* **TASK PROMPT**
Of the entries below, return only those lines from the line with "let students = stmt" to the line with "fn handle_get(state: &mut", exactly, both included.

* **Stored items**
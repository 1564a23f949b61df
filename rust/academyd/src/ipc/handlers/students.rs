use crate::calendar::parse_date;
use crate::ipc::error::{respond, ApiError, ApiResult};
use crate::ipc::helpers::{as_i64, check_len, db_conn, opt_str, param, required_i64};
use crate::ipc::types::{AppState, Request};
use rusqlite::{Connection, OptionalExtension};
use serde_json::{json, Value};

pub(crate) const STUDENT_COLUMNS: &str = "id, class_id, name, email, birth_date, gender";

pub(crate) fn student_from_row(r: &rusqlite::Row<'_>) -> rusqlite::Result<Value> {
    let id: i64 = r.get(0)?;
    let class_id: Option<i64> = r.get(1)?;
    let name: String = r.get(2)?;
    let email: String = r.get(3)?;
    let birth_date: String = r.get(4)?;
    let gender: String = r.get(5)?;
    Ok(json!({
        "id": id,
        "class_id": class_id,
        "name": name,
        "email": email,
        "birth_date": birth_date,
        "gender": gender,
    }))
}

pub(crate) fn load_student(conn: &Connection, id: i64) -> rusqlite::Result<Option<Value>> {
    conn.query_row(
        &format!("SELECT {} FROM students WHERE id = ?", STUDENT_COLUMNS),
        [id],
        student_from_row,
    )
    .optional()
}

pub(crate) fn students_in_class(conn: &Connection, class_id: i64) -> rusqlite::Result<Vec<Value>> {
    let mut stmt = conn.prepare(&format!(
        "SELECT {} FROM students WHERE class_id = ? ORDER BY id",
        STUDENT_COLUMNS
    ))?;
    let rows = stmt
        .query_map([class_id], student_from_row)?
        .collect::<Result<Vec<_>, _>>()?;
    Ok(rows)
}

fn is_valid_email(s: &str) -> bool {
    if s.chars().any(char::is_whitespace) {
        return false;
    }
    let Some((local, domain)) = s.rsplit_once('@') else {
        return false;
    };
    !local.is_empty()
        && !local.contains('@')
        && domain.contains('.')
        && !domain.starts_with('.')
        && !domain.ends_with('.')
        && !domain.contains("..")
}

/// What the payload says about the student's class link.
#[derive(Debug, PartialEq, Eq)]
enum ClassLink {
    Unchanged,
    Clear,
    Set(i64),
}

fn class_link(req: &Request) -> Result<ClassLink, ApiError> {
    let raw = param(req, "classId").or_else(|| param(req, "class_id"));
    match raw {
        None => Ok(ClassLink::Unchanged),
        Some(Value::String(s)) if s.trim().is_empty() => Ok(ClassLink::Clear),
        Some(v) => as_i64(v)
            .map(ClassLink::Set)
            .ok_or_else(|| ApiError::field("classId", "Invalid Class ID")),
    }
}

fn ensure_class(conn: &Connection, class_id: i64) -> Result<(), ApiError> {
    let exists: Option<i64> = conn
        .query_row("SELECT 1 FROM classes WHERE id = ?", [class_id], |r| r.get(0))
        .optional()?;
    if exists.is_none() {
        return Err(ApiError::field("classId", "Invalid Class ID"));
    }
    Ok(())
}

struct StudentInput {
    name: Option<String>,
    email: Option<String>,
    birth_date: Option<String>,
    gender: Option<String>,
}

fn parse_input(req: &Request, require_all: bool) -> Result<StudentInput, ApiError> {
    let input = StudentInput {
        name: opt_str(req, "name")?,
        email: opt_str(req, "email")?,
        birth_date: opt_str(req, "birth_date")?,
        gender: opt_str(req, "gender")?,
    };
    for (key, value, max) in [
        ("name", &input.name, 100),
        ("email", &input.email, 254),
        ("gender", &input.gender, 10),
    ] {
        match value {
            Some(v) if v.is_empty() => {
                return Err(ApiError::field(key, "This field may not be blank."))
            }
            Some(v) => check_len(key, v, max)?,
            None if require_all => return Err(ApiError::field(key, "This field is required.")),
            None => {}
        }
    }
    if let Some(email) = &input.email {
        if !is_valid_email(email) {
            return Err(ApiError::field("email", "Enter a valid email address."));
        }
    }
    match &input.birth_date {
        Some(d) => {
            if d.len() != 10 || parse_date(d).is_err() {
                return Err(ApiError::field(
                    "birth_date",
                    "Date has wrong format. Use YYYY-MM-DD.",
                ));
            }
        }
        None if require_all => {
            return Err(ApiError::field("birth_date", "This field is required."))
        }
        None => {}
    }
    Ok(input)
}

fn handle_list(state: &mut AppState, _req: &Request) -> ApiResult {
    let conn = db_conn(state)?;
    let mut stmt = conn.prepare(&format!(
        "SELECT {} FROM students ORDER BY id",
        STUDENT_COLUMNS
    ))?;
    let students = stmt
        .query_map([], student_from_row)?
        .collect::<Result<Vec<_>, _>>()?;
    Ok(json!({
        "total_counts": students.len(),
        "students": students,
    }))
}

fn handle_get(state: &mut AppState, req: &Request) -> ApiResult {
    let conn = db_conn(state)?;
    let id = required_i64(req, "id")?;
    load_student(conn, id)?.ok_or_else(|| ApiError::not_found("student not found"))
}

fn handle_create(state: &mut AppState, req: &Request) -> ApiResult {
    let conn = db_conn(state)?;
    let input = parse_input(req, true)?;
    let class_id = match class_link(req)? {
        ClassLink::Set(id) => {
            ensure_class(conn, id)?;
            Some(id)
        }
        ClassLink::Clear | ClassLink::Unchanged => None,
    };
    conn.execute(
        "INSERT INTO students(class_id, name, birth_date, email, gender) VALUES(?, ?, ?, ?, ?)",
        (
            class_id,
            &input.name,
            &input.birth_date,
            &input.email,
            &input.gender,
        ),
    )
    .map_err(|e| ApiError::db("db_insert_failed", "students", e))?;
    let id = conn.last_insert_rowid();
    load_student(conn, id)?.ok_or_else(|| ApiError::not_found("student not found"))
}

fn handle_update(state: &mut AppState, req: &Request) -> ApiResult {
    let conn = db_conn(state)?;
    let id = required_i64(req, "id")?;
    let input = parse_input(req, false)?;
    if load_student(conn, id)?.is_none() {
        return Err(ApiError::not_found("student not found"));
    }
    let link = class_link(req)?;
    if let ClassLink::Set(class_id) = link {
        ensure_class(conn, class_id)?;
    }

    let tx = conn
        .unchecked_transaction()
        .map_err(|e| ApiError::db("db_tx_failed", "students", e))?;
    tx.execute(
        "UPDATE students SET
           name = COALESCE(?, name),
           email = COALESCE(?, email),
           birth_date = COALESCE(?, birth_date),
           gender = COALESCE(?, gender)
         WHERE id = ?",
        (
            &input.name,
            &input.email,
            &input.birth_date,
            &input.gender,
            id,
        ),
    )
    .map_err(|e| ApiError::db("db_update_failed", "students", e))?;
    match link {
        ClassLink::Unchanged => {}
        ClassLink::Clear => {
            tx.execute("UPDATE students SET class_id = NULL WHERE id = ?", [id])
                .map_err(|e| ApiError::db("db_update_failed", "students", e))?;
        }
        ClassLink::Set(class_id) => {
            tx.execute(
                "UPDATE students SET class_id = ? WHERE id = ?",
                (class_id, id),
            )
            .map_err(|e| ApiError::db("db_update_failed", "students", e))?;
        }
    }
    tx.commit()
        .map_err(|e| ApiError::db("db_commit_failed", "students", e))?;

    load_student(conn, id)?.ok_or_else(|| ApiError::not_found("student not found"))
}

fn handle_delete(state: &mut AppState, req: &Request) -> ApiResult {
    let conn = db_conn(state)?;
    let id = required_i64(req, "id")?;
    if load_student(conn, id)?.is_none() {
        return Err(ApiError::not_found("student not found"));
    }
    let tx = conn
        .unchecked_transaction()
        .map_err(|e| ApiError::db("db_tx_failed", "students", e))?;
    tx.execute("DELETE FROM reports WHERE student_id = ?", [id])
        .map_err(|e| ApiError::db("db_delete_failed", "reports", e))?;
    tx.execute("DELETE FROM students WHERE id = ?", [id])
        .map_err(|e| ApiError::db("db_delete_failed", "students", e))?;
    tx.commit()
        .map_err(|e| ApiError::db("db_commit_failed", "students", e))?;
    Ok(json!({ "ok": true }))
}

pub fn try_handle(state: &mut AppState, req: &Request) -> Option<Value> {
    let result = match req.method.as_str() {
        "admin.students.list" => handle_list(state, req),
        "admin.students.get" => handle_get(state, req),
        "admin.students.create" => handle_create(state, req),
        "admin.students.update" => handle_update(state, req),
        "admin.students.delete" => handle_delete(state, req),
        _ => return None,
    };
    Some(respond(&req.id, result))
}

* **RESULT FOR THIS TASK**
    let students = stmt
        .query_map([], student_from_row)?
        .collect::<Result<Vec<_>, _>>()?;
    Ok(json!({
        "total_counts": students.len(),
        "students": students,
    }))
}

fn handle_get(state: &mut AppState, req: &Request) -> ApiResult {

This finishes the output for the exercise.